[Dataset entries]
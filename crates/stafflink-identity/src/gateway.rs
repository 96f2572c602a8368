//! Login, per-request session resolution and logout.
//!
//! The gateway is the only place plaintext passwords meet stored
//! digests. It produces a [`SecurityContext`] that the caller threads
//! explicitly through its request handling; nothing here keeps ambient
//! "current user" state.

use stafflink_session::{Session, SessionError, SessionId, SharedSessions};
use stafflink_store::EntityStore;
use stafflink_types::Principal;

use crate::{Account, CredentialHasher, CredentialVerifier, Employee, IdentityError, Repository};

/// Who is calling, and through which session.
#[derive(Debug, Clone, PartialEq, Eq)]
pub struct SecurityContext {
    principal: Principal,
    session: Session,
}

impl SecurityContext {
    pub fn principal(&self) -> &Principal {
        &self.principal
    }

    pub fn session(&self) -> &Session {
        &self.session
    }

    pub fn session_id(&self) -> &SessionId {
        &self.session.id
    }
}

/// Authenticates credentials and opens, resumes and closes sessions.
pub struct AuthGateway<A, E, H> {
    repo: Repository<A, E>,
    verifier: CredentialVerifier<H>,
    sessions: SharedSessions,
}

fn ensure_usable(account: &Account) -> Result<(), IdentityError> {
    if !account.is_enabled() {
        return Err(IdentityError::AccountDisabled(account.username().to_owned()));
    }
    if account.is_locked() {
        return Err(IdentityError::AccountLocked(account.username().to_owned()));
    }
    Ok(())
}

fn principal_of(account: &Account) -> Principal {
    Principal::new(account.username(), account.roles().clone())
}

impl<A, E, H> AuthGateway<A, E, H>
where
    A: EntityStore<Account>,
    E: EntityStore<Employee>,
    H: CredentialHasher,
{
    pub fn new(
        repo: Repository<A, E>,
        verifier: CredentialVerifier<H>,
        sessions: SharedSessions,
    ) -> Self {
        Self {
            repo,
            verifier,
            sessions,
        }
    }

    /// Authenticates `username`/`password` and opens a new session.
    ///
    /// Credentials are checked before account status, so a disabled or
    /// locked account only reports as such to a caller who knows the
    /// password. Calling `login` again for an already logged-in user
    /// opens an additional session and leaves the existing ones alone.
    ///
    /// # Errors
    /// - [`IdentityError::InvalidCredentials`] for an unknown username or
    ///   a wrong password (indistinguishable on purpose)
    /// - [`IdentityError::AccountDisabled`] / [`IdentityError::AccountLocked`]
    pub async fn login(
        &self,
        username: &str,
        password: &str,
    ) -> Result<SecurityContext, IdentityError> {
        let account = match self.repo.find_by_username(username).await {
            Ok(account) => account,
            Err(IdentityError::UsernameNotFound(_)) => {
                tracing::info!(username, "login rejected: invalid credentials");
                return Err(IdentityError::InvalidCredentials);
            }
            Err(e) => return Err(e),
        };

        if !self
            .verifier
            .verify_blocking(password, account.credential())
            .await?
        {
            tracing::info!(username, "login rejected: invalid credentials");
            return Err(IdentityError::InvalidCredentials);
        }
        ensure_usable(&account)?;

        // set_status revokes under this lock before saving, so re-reading
        // here sees either the old state with sessions still revocable, or
        // the new state.
        let mut registry = self.sessions.lock().await;
        let current = match self.repo.find_by_id(account.id()).await {
            Ok(current) => current,
            Err(e) if e.is_not_found() => return Err(IdentityError::InvalidCredentials),
            Err(e) => return Err(e),
        };
        ensure_usable(&current)?;
        if current.credential() != account.credential()
            && !self
                .verifier
                .verify_blocking(password, current.credential())
                .await?
        {
            tracing::info!(username, "login rejected: password changed during login");
            return Err(IdentityError::InvalidCredentials);
        }

        let session = registry.create(current.username());
        drop(registry);

        tracing::info!(username, session = %session.id, "login succeeded");
        Ok(SecurityContext {
            principal: principal_of(&current),
            session,
        })
    }

    /// Resolves the session presented with a new request.
    ///
    /// Refreshes the session's idle timer, then rebuilds the principal
    /// from the *current* account so role changes apply from here on.
    ///
    /// # Errors
    /// - [`SessionError::NotFound`] / [`SessionError::Expired`] (wrapped)
    /// - [`IdentityError::AccountDisabled`] / [`IdentityError::AccountLocked`]
    pub async fn resume(&self, session_id: &SessionId) -> Result<SecurityContext, IdentityError> {
        let session = self.sessions.lock().await.touch(session_id)?;

        let account = match self.repo.find_by_username(&session.principal_name).await {
            Ok(account) => account,
            Err(IdentityError::UsernameNotFound(_)) => {
                // The account is gone; the session should have gone with it.
                match self.sessions.lock().await.destroy(session_id) {
                    // a concurrent logout or cut-off got there first
                    Ok(_) | Err(SessionError::NotFound(_)) => {}
                    Err(e) => return Err(e.into()),
                }
                tracing::warn!(
                    principal = %session.principal_name,
                    session = %session_id,
                    "session outlived its account, dropped"
                );
                return Err(SessionError::NotFound(session_id.clone()).into());
            }
            Err(e) => return Err(e),
        };
        ensure_usable(&account)?;

        Ok(SecurityContext {
            principal: principal_of(&account),
            session,
        })
    }

    /// Ends the session behind `context`. The context is consumed, so the
    /// caller cannot keep using it.
    ///
    /// # Errors
    /// [`SessionError::NotFound`] (wrapped) if the session was already
    /// destroyed or invalidated.
    pub async fn logout(&self, context: SecurityContext) -> Result<(), IdentityError> {
        let session = self.sessions.lock().await.destroy(context.session_id())?;
        tracing::info!(principal = %session.principal_name, session = %session.id, "logout");
        Ok(())
    }
}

■ WHAT IS EXPECTED:
Write out the records in full, exactly as they appear above.

■ ANSWER FOR THIS EXERCISE:
filename crates/stafflink-identity/src/gateway.rs
repository 96f2572c602a8368
//! Login, per-request session resolution and logout.
//!
//! The gateway is the only place plaintext passwords meet stored
//! digests. It produces a [`SecurityContext`] that the caller threads
//! explicitly through its request handling; nothing here keeps ambient
//! "current user" state.

use stafflink_session::{Session, SessionError, SessionId, SharedSessions};
use stafflink_store::EntityStore;
use stafflink_types::Principal;

use crate::{Account, CredentialHasher, CredentialVerifier, Employee, IdentityError, Repository};

/// Who is calling, and through which session.
#[derive(Debug, Clone, PartialEq, Eq)]
pub struct SecurityContext {
    principal: Principal,
    session: Session,
}

impl SecurityContext {
    pub fn principal(&self) -> &Principal {
        &self.principal
    }

    pub fn session(&self) -> &Session {
        &self.session
    }

    pub fn session_id(&self) -> &SessionId {
        &self.session.id
    }
}

/// Authenticates credentials and opens, resumes and closes sessions.
pub struct AuthGateway<A, E, H> {
    repo: Repository<A, E>,
    verifier: CredentialVerifier<H>,
    sessions: SharedSessions,
}

fn ensure_usable(account: &Account) -> Result<(), IdentityError> {
    if !account.is_enabled() {
        return Err(IdentityError::AccountDisabled(account.username().to_owned()));
    }
    if account.is_locked() {
        return Err(IdentityError::AccountLocked(account.username().to_owned()));
    }
    Ok(())
}

fn principal_of(account: &Account) -> Principal {
    Principal::new(account.username(), account.roles().clone())
}

impl<A, E, H> AuthGateway<A, E, H>
where
    A: EntityStore<Account>,
    E: EntityStore<Employee>,
    H: CredentialHasher,
{
    pub fn new(
        repo: Repository<A, E>,
        verifier: CredentialVerifier<H>,
        sessions: SharedSessions,
    ) -> Self {
        Self {
            repo,
            verifier,
            sessions,
        }
    }

    /// Authenticates `username`/`password` and opens a new session.
    ///
    /// Credentials are checked before account status, so a disabled or
    /// locked account only reports as such to a caller who knows the
    /// password. Calling `login` again for an already logged-in user
    /// opens an additional session and leaves the existing ones alone.
    ///
    /// # Errors
    /// - [`IdentityError::InvalidCredentials`] for an unknown username or
    ///   a wrong password (indistinguishable on purpose)
    /// - [`IdentityError::AccountDisabled`] / [`IdentityError::AccountLocked`]
    pub async fn login(
        &self,
        username: &str,
        password: &str,
    ) -> Result<SecurityContext, IdentityError> {
        let account = match self.repo.find_by_username(username).await {
            Ok(account) => account,
            Err(IdentityError::UsernameNotFound(_)) => {
                tracing::info!(username, "login rejected: invalid credentials");
                return Err(IdentityError::InvalidCredentials);
            }
            Err(e) => return Err(e),
        };

        if !self
            .verifier
            .verify_blocking(password, account.credential())
            .await?
        {
            tracing::info!(username, "login rejected: invalid credentials");
            return Err(IdentityError::InvalidCredentials);
        }
        ensure_usable(&account)?;

        // set_status revokes under this lock before saving, so re-reading
        // here sees either the old state with sessions still revocable, or
        // the new state.
        let mut registry = self.sessions.lock().await;
        let current = match self.repo.find_by_id(account.id()).await {
            Ok(current) => current,
            Err(e) if e.is_not_found() => return Err(IdentityError::InvalidCredentials),
            Err(e) => return Err(e),
        };
        ensure_usable(&current)?;
        if current.credential() != account.credential()
            && !self
                .verifier
                .verify_blocking(password, current.credential())
                .await?
        {
            tracing::info!(username, "login rejected: password changed during login");
            return Err(IdentityError::InvalidCredentials);
        }

        let session = registry.create(current.username());
        drop(registry);

        tracing::info!(username, session = %session.id, "login succeeded");
        Ok(SecurityContext {
            principal: principal_of(&current),
            session,
        })
    }

    /// Resolves the session presented with a new request.
    ///
    /// Refreshes the session's idle timer, then rebuilds the principal
    /// from the *current* account so role changes apply from here on.
    ///
    /// # Errors
    /// - [`SessionError::NotFound`] / [`SessionError::Expired`] (wrapped)
    /// - [`IdentityError::AccountDisabled`] / [`IdentityError::AccountLocked`]
    pub async fn resume(&self, session_id: &SessionId) -> Result<SecurityContext, IdentityError> {
        let session = self.sessions.lock().await.touch(session_id)?;

        let account = match self.repo.find_by_username(&session.principal_name).await {
            Ok(account) => account,
            Err(IdentityError::UsernameNotFound(_)) => {
                // The account is gone; the session should have gone with it.
                match self.sessions.lock().await.destroy(session_id) {
                    // a concurrent logout or cut-off got there first
                    Ok(_) | Err(SessionError::NotFound(_)) => {}
                    Err(e) => return Err(e.into()),
                }
                tracing::warn!(
                    principal = %session.principal_name,
                    session = %session_id,
                    "session outlived its account, dropped"
                );
                return Err(SessionError::NotFound(session_id.clone()).into());
            }
            Err(e) => return Err(e),
        };
        ensure_usable(&account)?;

        Ok(SecurityContext {
            principal: principal_of(&account),
            session,
        })
    }

    /// Ends the session behind `context`. The context is consumed, so the
    /// caller cannot keep using it.
    ///
    /// # Errors
    /// [`SessionError::NotFound`] (wrapped) if the session was already
    /// destroyed or invalidated.
    pub async fn logout(&self, context: SecurityContext) -> Result<(), IdentityError> {
        let session = self.sessions.lock().await.destroy(context.session_id())?;
        tracing::info!(principal = %session.principal_name, session = %session.id, "logout");
        Ok(())
    }
}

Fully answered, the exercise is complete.